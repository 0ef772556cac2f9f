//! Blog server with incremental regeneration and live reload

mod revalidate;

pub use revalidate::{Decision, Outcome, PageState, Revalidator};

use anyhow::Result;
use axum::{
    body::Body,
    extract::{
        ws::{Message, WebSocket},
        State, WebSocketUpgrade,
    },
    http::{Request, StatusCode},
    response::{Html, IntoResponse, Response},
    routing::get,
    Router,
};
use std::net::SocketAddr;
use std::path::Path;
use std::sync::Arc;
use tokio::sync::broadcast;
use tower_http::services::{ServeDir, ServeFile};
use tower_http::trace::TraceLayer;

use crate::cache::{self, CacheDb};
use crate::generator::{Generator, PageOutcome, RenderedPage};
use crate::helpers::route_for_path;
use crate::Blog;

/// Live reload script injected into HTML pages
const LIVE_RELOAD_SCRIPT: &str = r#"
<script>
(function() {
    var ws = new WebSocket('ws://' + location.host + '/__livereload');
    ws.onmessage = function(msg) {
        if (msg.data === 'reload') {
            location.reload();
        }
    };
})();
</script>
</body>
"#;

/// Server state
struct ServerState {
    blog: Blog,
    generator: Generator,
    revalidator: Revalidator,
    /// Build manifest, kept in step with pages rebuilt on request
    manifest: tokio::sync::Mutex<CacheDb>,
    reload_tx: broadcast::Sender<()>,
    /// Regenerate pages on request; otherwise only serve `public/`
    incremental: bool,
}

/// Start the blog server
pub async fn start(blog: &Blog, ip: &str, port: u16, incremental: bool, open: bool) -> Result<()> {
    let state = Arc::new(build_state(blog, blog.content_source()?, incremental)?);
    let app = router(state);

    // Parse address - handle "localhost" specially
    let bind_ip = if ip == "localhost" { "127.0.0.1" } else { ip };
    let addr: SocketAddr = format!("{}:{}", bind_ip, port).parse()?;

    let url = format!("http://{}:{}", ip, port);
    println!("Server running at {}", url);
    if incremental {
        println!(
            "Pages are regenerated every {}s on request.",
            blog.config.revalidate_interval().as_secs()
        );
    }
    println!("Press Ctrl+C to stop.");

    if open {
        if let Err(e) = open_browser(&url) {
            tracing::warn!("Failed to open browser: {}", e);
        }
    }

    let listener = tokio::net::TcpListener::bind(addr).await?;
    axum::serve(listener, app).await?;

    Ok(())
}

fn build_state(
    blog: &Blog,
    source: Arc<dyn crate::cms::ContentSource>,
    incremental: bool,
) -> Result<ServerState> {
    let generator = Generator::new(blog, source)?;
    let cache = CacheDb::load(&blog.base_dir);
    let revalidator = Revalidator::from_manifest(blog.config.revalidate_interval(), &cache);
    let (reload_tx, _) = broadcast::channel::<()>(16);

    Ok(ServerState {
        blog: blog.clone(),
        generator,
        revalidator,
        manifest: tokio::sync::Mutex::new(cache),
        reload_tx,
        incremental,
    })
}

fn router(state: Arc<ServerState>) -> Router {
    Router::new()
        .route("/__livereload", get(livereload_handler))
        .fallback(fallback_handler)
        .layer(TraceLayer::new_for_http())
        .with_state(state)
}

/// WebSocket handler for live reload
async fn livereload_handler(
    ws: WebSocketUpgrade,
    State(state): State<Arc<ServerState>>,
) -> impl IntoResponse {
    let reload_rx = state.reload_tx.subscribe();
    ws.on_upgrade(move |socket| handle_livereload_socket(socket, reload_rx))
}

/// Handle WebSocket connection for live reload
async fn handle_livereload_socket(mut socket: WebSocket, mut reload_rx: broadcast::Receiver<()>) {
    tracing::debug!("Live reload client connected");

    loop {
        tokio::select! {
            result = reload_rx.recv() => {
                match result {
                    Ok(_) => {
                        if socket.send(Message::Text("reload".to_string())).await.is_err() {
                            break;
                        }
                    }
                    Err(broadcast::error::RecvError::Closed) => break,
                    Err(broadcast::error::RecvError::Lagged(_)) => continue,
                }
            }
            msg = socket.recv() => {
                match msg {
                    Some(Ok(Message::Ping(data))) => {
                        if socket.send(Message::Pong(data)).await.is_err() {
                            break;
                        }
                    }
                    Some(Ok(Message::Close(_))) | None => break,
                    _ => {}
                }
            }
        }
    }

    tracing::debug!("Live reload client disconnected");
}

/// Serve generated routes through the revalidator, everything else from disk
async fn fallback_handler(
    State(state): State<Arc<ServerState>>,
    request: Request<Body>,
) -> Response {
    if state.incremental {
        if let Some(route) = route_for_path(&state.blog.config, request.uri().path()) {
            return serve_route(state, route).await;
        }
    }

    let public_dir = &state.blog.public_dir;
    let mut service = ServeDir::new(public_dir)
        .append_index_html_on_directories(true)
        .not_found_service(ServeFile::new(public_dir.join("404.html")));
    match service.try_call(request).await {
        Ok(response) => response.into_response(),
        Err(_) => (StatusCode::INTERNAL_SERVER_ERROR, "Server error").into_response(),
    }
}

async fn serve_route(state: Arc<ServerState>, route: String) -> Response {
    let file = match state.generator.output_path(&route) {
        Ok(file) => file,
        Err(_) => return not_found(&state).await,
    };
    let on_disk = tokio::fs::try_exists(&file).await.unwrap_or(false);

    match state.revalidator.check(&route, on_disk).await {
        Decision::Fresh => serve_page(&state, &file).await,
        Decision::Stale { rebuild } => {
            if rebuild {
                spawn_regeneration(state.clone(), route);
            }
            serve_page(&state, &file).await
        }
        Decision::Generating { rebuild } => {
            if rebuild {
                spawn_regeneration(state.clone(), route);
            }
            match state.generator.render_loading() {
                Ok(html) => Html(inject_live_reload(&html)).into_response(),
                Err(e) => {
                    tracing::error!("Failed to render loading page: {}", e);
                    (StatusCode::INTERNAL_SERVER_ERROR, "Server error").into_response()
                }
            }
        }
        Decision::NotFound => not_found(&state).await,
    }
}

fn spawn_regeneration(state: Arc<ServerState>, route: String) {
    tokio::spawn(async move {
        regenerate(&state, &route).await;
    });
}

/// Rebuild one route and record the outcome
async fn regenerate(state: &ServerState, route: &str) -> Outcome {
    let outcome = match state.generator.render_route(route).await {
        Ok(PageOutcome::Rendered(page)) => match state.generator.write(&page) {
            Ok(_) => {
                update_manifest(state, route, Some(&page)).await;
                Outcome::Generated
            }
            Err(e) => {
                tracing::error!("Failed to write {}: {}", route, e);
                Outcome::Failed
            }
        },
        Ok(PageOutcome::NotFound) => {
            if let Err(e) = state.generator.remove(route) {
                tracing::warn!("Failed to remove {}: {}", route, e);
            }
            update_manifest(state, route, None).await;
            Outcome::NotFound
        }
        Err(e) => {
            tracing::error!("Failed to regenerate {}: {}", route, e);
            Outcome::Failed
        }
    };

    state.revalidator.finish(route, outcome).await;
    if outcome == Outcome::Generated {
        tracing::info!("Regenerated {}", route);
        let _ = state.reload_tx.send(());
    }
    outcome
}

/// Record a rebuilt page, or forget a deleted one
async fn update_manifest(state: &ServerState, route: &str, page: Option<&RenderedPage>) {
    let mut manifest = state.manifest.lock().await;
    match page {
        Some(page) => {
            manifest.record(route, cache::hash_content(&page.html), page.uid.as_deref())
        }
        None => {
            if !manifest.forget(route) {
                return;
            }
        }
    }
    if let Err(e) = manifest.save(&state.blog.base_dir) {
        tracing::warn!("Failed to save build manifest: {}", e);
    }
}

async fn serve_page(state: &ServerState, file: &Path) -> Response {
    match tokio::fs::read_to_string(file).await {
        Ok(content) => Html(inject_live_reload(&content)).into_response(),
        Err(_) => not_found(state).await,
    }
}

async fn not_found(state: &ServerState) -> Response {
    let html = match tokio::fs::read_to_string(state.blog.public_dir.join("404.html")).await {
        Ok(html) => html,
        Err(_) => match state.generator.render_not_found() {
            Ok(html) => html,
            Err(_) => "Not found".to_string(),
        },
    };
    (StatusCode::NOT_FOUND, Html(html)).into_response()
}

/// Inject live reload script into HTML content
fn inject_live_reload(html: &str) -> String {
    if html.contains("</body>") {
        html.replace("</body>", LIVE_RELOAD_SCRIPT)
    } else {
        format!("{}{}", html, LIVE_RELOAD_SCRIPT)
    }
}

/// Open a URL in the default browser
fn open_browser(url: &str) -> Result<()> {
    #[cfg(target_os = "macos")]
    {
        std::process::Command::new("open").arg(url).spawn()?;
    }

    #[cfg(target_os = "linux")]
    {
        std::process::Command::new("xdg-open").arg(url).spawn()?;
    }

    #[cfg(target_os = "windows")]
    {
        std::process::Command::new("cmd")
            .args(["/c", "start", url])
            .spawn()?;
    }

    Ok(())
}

**To do**
What lines above contain the word "debug"? Please copy each one.

**Response area**
    tracing::debug!("Live reload client connected");
    tracing::debug!("Live reload client disconnected");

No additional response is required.